**What you should do:**
Please copy every line of the records below that holds the word "false".

· · · · · · ·

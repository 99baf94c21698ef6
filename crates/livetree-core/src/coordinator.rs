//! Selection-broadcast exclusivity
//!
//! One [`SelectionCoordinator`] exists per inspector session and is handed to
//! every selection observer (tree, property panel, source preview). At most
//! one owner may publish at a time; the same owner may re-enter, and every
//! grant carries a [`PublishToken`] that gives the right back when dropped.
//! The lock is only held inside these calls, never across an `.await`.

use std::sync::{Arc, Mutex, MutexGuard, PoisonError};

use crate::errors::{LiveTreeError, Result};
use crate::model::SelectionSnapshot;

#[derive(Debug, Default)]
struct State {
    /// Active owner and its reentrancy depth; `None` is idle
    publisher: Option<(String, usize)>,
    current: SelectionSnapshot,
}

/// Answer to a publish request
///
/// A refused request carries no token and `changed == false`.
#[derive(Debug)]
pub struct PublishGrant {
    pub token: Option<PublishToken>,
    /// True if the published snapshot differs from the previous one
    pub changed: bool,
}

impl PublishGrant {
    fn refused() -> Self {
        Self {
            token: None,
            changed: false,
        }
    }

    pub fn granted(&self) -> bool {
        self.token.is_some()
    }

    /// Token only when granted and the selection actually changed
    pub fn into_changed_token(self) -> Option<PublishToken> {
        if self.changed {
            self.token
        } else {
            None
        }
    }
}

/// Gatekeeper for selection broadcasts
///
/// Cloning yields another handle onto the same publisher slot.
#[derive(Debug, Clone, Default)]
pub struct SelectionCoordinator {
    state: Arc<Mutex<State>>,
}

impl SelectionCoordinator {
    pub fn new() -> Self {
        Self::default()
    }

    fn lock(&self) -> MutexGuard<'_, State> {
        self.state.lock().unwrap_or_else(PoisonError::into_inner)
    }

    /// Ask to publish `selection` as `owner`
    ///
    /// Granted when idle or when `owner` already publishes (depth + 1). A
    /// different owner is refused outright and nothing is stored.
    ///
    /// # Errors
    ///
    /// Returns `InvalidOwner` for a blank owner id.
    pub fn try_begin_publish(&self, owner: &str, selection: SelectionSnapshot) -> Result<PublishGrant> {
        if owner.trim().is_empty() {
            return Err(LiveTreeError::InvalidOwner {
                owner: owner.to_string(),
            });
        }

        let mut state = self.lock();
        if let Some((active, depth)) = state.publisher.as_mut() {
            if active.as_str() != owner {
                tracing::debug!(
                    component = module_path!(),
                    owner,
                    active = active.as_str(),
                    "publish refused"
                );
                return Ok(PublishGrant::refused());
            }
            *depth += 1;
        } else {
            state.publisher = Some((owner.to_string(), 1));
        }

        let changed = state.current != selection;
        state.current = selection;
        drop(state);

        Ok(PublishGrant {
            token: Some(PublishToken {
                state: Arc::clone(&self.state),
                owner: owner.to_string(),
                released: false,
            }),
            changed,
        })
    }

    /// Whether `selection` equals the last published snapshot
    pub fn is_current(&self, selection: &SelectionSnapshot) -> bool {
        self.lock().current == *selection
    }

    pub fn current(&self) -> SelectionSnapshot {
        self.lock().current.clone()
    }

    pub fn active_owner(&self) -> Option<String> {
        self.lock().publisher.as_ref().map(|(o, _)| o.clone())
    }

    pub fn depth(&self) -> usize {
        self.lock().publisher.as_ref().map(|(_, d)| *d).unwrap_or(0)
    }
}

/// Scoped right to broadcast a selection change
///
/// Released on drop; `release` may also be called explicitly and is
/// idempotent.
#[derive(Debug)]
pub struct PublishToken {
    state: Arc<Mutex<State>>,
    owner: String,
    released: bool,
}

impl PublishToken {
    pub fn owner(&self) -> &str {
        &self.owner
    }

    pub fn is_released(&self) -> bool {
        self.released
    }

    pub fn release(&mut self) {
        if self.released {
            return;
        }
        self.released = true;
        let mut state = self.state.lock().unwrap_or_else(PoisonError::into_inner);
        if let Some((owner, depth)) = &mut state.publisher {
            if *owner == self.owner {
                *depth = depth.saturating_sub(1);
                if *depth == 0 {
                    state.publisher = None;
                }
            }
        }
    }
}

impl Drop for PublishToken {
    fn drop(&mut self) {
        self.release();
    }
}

· · · · · · ·

**Written response:**
/// A refused request carries no token and `changed == false`.
            changed: false,
                released: false,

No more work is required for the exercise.